Anis had been known in rebel-held eastern Aleppo before it fell to government forces at the end of December. Amid the savage fighting and the accompanying shortages, he refused to leave his home and his collection of vintage cars that he showed off whenever he could. The story that my colleague, Karam al-Masri, told of him became one of the more inspiring ones to come out of the besieged eastern part of Syria’s second city.
So when an AFP team headed back into the city recently, we set out to find out what happened to him. He wasn’t difficult to find. The residents remaining in his neighborhood of al-Shaar, directed us readily to the man known around there as the ‘white wolf’ because of his silver mane of hair. We simply asked them if they knew where to find the man who collected old American cars. Karam called him Abu Omar in his report, but we knew that it was a pseudonym, used for security reasons.
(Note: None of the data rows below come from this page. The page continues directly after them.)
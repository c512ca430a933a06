//! Info (`C`) and debug (`D`) command families
//!
//! Every letter after the command byte is answered in turn with one
//! response line (or several for `CI` and `CL`).  An unknown letter is
//! reported and the remaining letters are still processed.

use crate::server::{report_error, ServerContext};
use fa_protocol::{format_timestamp, PROTOCOL_VERSION};
use fa_transform::timestamp_to_index_ts;
use std::io::{self, Write};
use tracing::info;

const UNKNOWN_COMMAND: &str = "Unknown command";

/// Handles a `C` command line.
pub fn process_info(
    context: &ServerContext,
    client: &str,
    line: &str,
    out: &mut impl Write,
) -> io::Result<()> {
    let header = &context.header;
    for letter in line.chars().skip(1) {
        match letter {
            'F' => {
                let rate = context.archive.lock().header().mean_frame_rate();
                writeln!(out, "{rate:.6}")?;
            }
            'd' => writeln!(out, "{}", header.first_decimation())?,
            'D' => writeln!(out, "{}", header.second_decimation())?,
            'T' => {
                let earliest = timestamp_to_index_ts(&*context.archive.lock(), 1);
                writeln!(out, "{}", format_timestamp(earliest))?;
            }
            'U' => {
                let latest = timestamp_to_index_ts(&*context.archive.lock(), u64::MAX);
                writeln!(out, "{}", format_timestamp(latest))?;
            }
            'V' => writeln!(out, "{PROTOCOL_VERSION}")?,
            'M' => writeln!(out, "{}", header.archive_mask.format_raw(header.fa_entry_count))?,
            // No live decimated stream
            'C' => writeln!(out, "0")?,
            'K' => writeln!(out, "{}", header.fa_entry_count)?,
            'S' => match context.sniffer_status() {
                Ok(status) => writeln!(out, "{status}")?,
                Err(err) => report_error(client, out, &err)?,
            },
            'E' => match context.events_fa_id {
                Some(id) => writeln!(out, "{id}")?,
                None => writeln!(out, "-1")?,
            },
            'N' => writeln!(out, "{}", context.server_name)?,
            'I' => {
                for info in context.clients.snapshot() {
                    writeln!(out, "{info}")?;
                }
            }
            'L' => {
                for id in header.archive_mask.ids() {
                    writeln!(out, "{id}")?;
                }
            }
            _ => report_error(client, out, &UNKNOWN_COMMAND)?,
        }
    }
    out.flush()
}

/// Handles a `D` command line.  Only reachable when debug commands are on.
pub fn process_debug(
    context: &ServerContext,
    client: &str,
    line: &str,
    out: &mut impl Write,
) -> io::Result<()> {
    for letter in line.chars().skip(1) {
        match letter {
            'Q' => {
                info!(client, "Shutdown command received");
                context.request_shutdown();
                writeln!(out, "Shutdown")?;
            }
            'H' => {
                context.buffer.enable_buffer_write(false);
                writeln!(out, "Halted")?;
            }
            'R' => {
                context.buffer.enable_buffer_write(true);
                writeln!(out, "Resumed")?;
            }
            'I' => match context.interrupt_sniffer() {
                Ok(()) => writeln!(out, "Interrupted")?,
                Err(err) => report_error(client, out, &err)?,
            },
            'D' => {
                context.writer.set_enabled(false);
                writeln!(out, "Disabled")?;
            }
            'E' => {
                context.writer.set_enabled(true);
                writeln!(out, "Enabled")?;
            }
            'S' => writeln!(
                out,
                "{} {}",
                u8::from(context.buffer.buffer_write_enabled()),
                u8::from(context.writer.enabled())
            )?,
            _ => report_error(client, out, &UNKNOWN_COMMAND)?,
        }
    }
    out.flush()
}
//! Transform thread: drains a reserved buffer reader into the engine

use crate::{TransformEngine, TransformError};
use fa_ring_buffer::{BlockBuffer, BlockReader, ReadBlock, ReaderStop, READ_TIMEOUT};
use std::thread::JoinHandle;
use tracing::{error, info};

pub struct TransformThread {
    stop: ReaderStop,
    handle: Option<JoinHandle<Result<(), TransformError>>>,
}

impl TransformThread {
    /// Opens a reserved reader on `buffer` and starts feeding `engine`.
    pub fn start(mut engine: TransformEngine, buffer: &BlockBuffer) -> Result<Self, TransformError> {
        let mut reader = buffer.open_reader(true);
        let stop = reader.stop_handle();
        let handle = std::thread::Builder::new()
            .name("transform".into())
            .spawn(move || {
                let result = run(&mut engine, &mut reader);
                if let Err(err) = &result {
                    error!(error = %err, "Transform thread failed");
                }
                result
            })?;
        info!("Transform thread started");
        Ok(Self {
            stop,
            handle: Some(handle),
        })
    }

    /// Stops the reader and waits for the thread to finish.
    pub fn stop(mut self) -> Result<(), TransformError> {
        self.stop.stop();
        match self.handle.take() {
            Some(handle) => handle.join().map_err(|_| TransformError::Panicked)?,
            None => Ok(()),
        }
    }
}

fn run(engine: &mut TransformEngine, reader: &mut BlockReader) -> Result<(), TransformError> {
    loop {
        match reader.get_read_block(READ_TIMEOUT) {
            ReadBlock::Data {
                block, timestamp, ..
            } => {
                engine.process_block(Some((block, timestamp)))?;
                if !reader.release_read_block() {
                    engine.process_block(None)?;
                }
            }
            // A stall long enough to time out breaks the timestamp sequence
            ReadBlock::Gap | ReadBlock::TimedOut => engine.process_block(None)?,
            ReadBlock::Stopped => return Ok(()),
        }
    }
}

#[cfg(test)]
mod tests {
    use super::*;
    use fa_format::{FilterMask, PrepareParams};
    use fa_ring_buffer::Release;
    use fa_storage::{prepare_archive, Archive, DiskWriter};
    use parking_lot::Mutex;
    use std::sync::Arc;
    use std::time::{Duration, Instant};

    #[test]
    fn test_buffer_to_archive() {
        let dir = tempfile::tempdir().unwrap();
        let path = dir.path().join("archive");
        let params = PrepareParams {
            input_block_size: 8 * 16 * 8,
            major_sample_count: 512,
            first_decimation: 4,
            second_decimation: 4,
            sample_frequency: 10000.0,
            timestamp_iir: 0.1,
            fa_entry_count: 16,
        };
        prepare_archive(&path, &FilterMask::from_ids([0, 1]), Some(1 << 20), &params, false)
            .unwrap();
        let archive = Arc::new(Mutex::new(Archive::open(&path).unwrap()));
        let writer = Arc::new(DiskWriter::start(&path, false).unwrap());
        let engine = TransformEngine::new(archive.clone(), writer.clone(), None).unwrap();

        let buffer = BlockBuffer::new(params.input_block_size as usize, 16).unwrap();
        let mut producer = buffer.take_writer().unwrap();
        let transform = TransformThread::start(engine, &buffer).unwrap();

        // Major blocks hold 64 input blocks
        let mut written = 0u64;
        let deadline = Instant::now() + Duration::from_secs(10);
        while archive.lock().header().current_major_block < 2 && Instant::now() < deadline {
            producer.get_write_block().fill(1);
            if producer.release_write_block(false, 1_000_000 + written * 800) == Release::Advanced {
                written += 1;
            }
            std::thread::sleep(Duration::from_micros(200));
        }

        transform.stop().unwrap();
        writer.shutdown();
        let archive = archive.lock();
        assert!(archive.header().current_major_block >= 2);
        assert_eq!(archive.index_entry(1).duration, 64 * 800);
        assert_eq!(buffer.reader_count(), 0);
    }
}
//! Criterion benchmarks for the decimation inner loop.
//!
//! The transform decimates every archived channel of every incoming block, so
//! this path bounds how many channels the archiver can keep up with.
//!
//! Run with: cargo bench --bench decimate

use criterion::{black_box, criterion_group, criterion_main, BenchmarkId, Criterion, Throughput};
use fa_decimation::{decimate_strided, ChannelAccumulator, ChannelKind};
use fa_format::FaEntry;

const FRAME_CHANNELS: usize = 256;
const FRAME_BYTES: usize = FRAME_CHANNELS * FaEntry::SIZE;

fn make_frames(count: usize) -> Vec<u8> {
    let mut frames = vec![0u8; count * FRAME_BYTES];
    for (i, chunk) in frames.chunks_exact_mut(FaEntry::SIZE).enumerate() {
        let v = (i as i32).wrapping_mul(7919) % 100_000;
        FaEntry::new(v, -v).write_to(chunk);
    }
    frames
}

/// Decimates one channel column of an interleaved block.
fn decimate_column(c: &mut Criterion) {
    let mut group = c.benchmark_group("decimate_column");

    for log2 in [4u32, 6, 8] {
        let count = 1usize << log2;
        let frames = make_frames(count);

        group.throughput(Throughput::Elements(count as u64));
        for kind in [ChannelKind::Position, ChannelKind::Events] {
            let name = format!("{kind:?}");
            group.bench_with_input(BenchmarkId::new(name, count), &count, |b, &count| {
                b.iter(|| {
                    let mut acc = ChannelAccumulator::new(kind);
                    decimate_strided(black_box(&frames), FRAME_BYTES, count, &mut acc);
                    black_box(acc.result(log2))
                });
            });
        }
    }

    group.finish();
}

/// Decimates every channel of a block, as the transform does per d-sample.
fn decimate_all_channels(c: &mut Criterion) {
    let mut group = c.benchmark_group("decimate_frame_block");
    let count = 64;
    let frames = make_frames(count);

    group.throughput(Throughput::Bytes(frames.len() as u64));
    group.bench_function("256_channels", |b| {
        let mut accs: Vec<_> = (0..FRAME_CHANNELS)
            .map(|_| ChannelAccumulator::new(ChannelKind::Position))
            .collect();
        b.iter(|| {
            for (channel, acc) in accs.iter_mut().enumerate() {
                acc.reset();
                decimate_strided(&frames[channel * FaEntry::SIZE..], FRAME_BYTES, count, acc);
                black_box(acc.result(6));
            }
        });
    });

    group.finish();
}

criterion_group!(benches, decimate_column, decimate_all_channels);
criterion_main!(benches);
Driving first by car and then continuing on foot because of the ruins littering the streets we eventually arrived at a green metal door. We knocked. “You are the French,” he said after opening the door and taking a look at us.
We found out that he only left Aleppo two months before the eastern part fell to government forces. As we spoke, he kept repeating that nothing could destroy his will to live. He was going to restore his “wounded” cars, some destroyed, some damaged. That he would buy new ones. He has an iron will, this man. It’s hard to believe when you see the situation all around him. But who knows.
To say that he lives in challenging conditions is a great understatement. He literally lives in ruins.
“How can you live here,” we asked him. “It’s my home,” he answered simply. Like many of Aleppo’s residents, he sleeps in debris.
When we noticed his gramophone, we asked him if it still worked. “Of course!” he said. It was the kind that you see in old movies, the type you need to crank, so it doesn’t require electricity. Which is a good thing, because there is hardly one hour of electricity in the eastern part of Aleppo at the moment, with generators here and there.
“I will play it for you,” he said. “But first, I have to light my pipe. Because I never listen to music without it.”
His pipe was broken too, with a piece of tape holding it together. He lit it, cranked up the gramophone and out came the voice of an Arab singer from the 1940s, the same one that my grandfather used to listen to in Lebanon. For a moment I was no longer a photographer shooting ruined Aleppo. I was a boy in my mountain village, my grandfather sitting on the sofa in the afternoon listening to the “belle epoque” songs of Arab music.
Anis puffed on his pipe. He seemed to be somewhere else as well. He seemed to forget that we were there. He looked out the window and he had a look on his face of a person watching a beautiful sunset. He sat there, puffing on his broken pipe and staring out the window as the music floated over the ruins of his house and the city outside.
As I snapped away with my camera, I knew the scene in front of me was special. It touched me and I had a feeling it would touch a lot of other people, too. Though I didn’t realize just how many.
It summed up so nicely Syria today. Life, hope, people so deeply attached to their homes, their country. After six years of war, the Syrians want life. They just want to let the music play.
Joseph Eid is an AFP photographer based in Beirut. He wrote this article with Pierre Celerier and Yana Dlugy in Paris.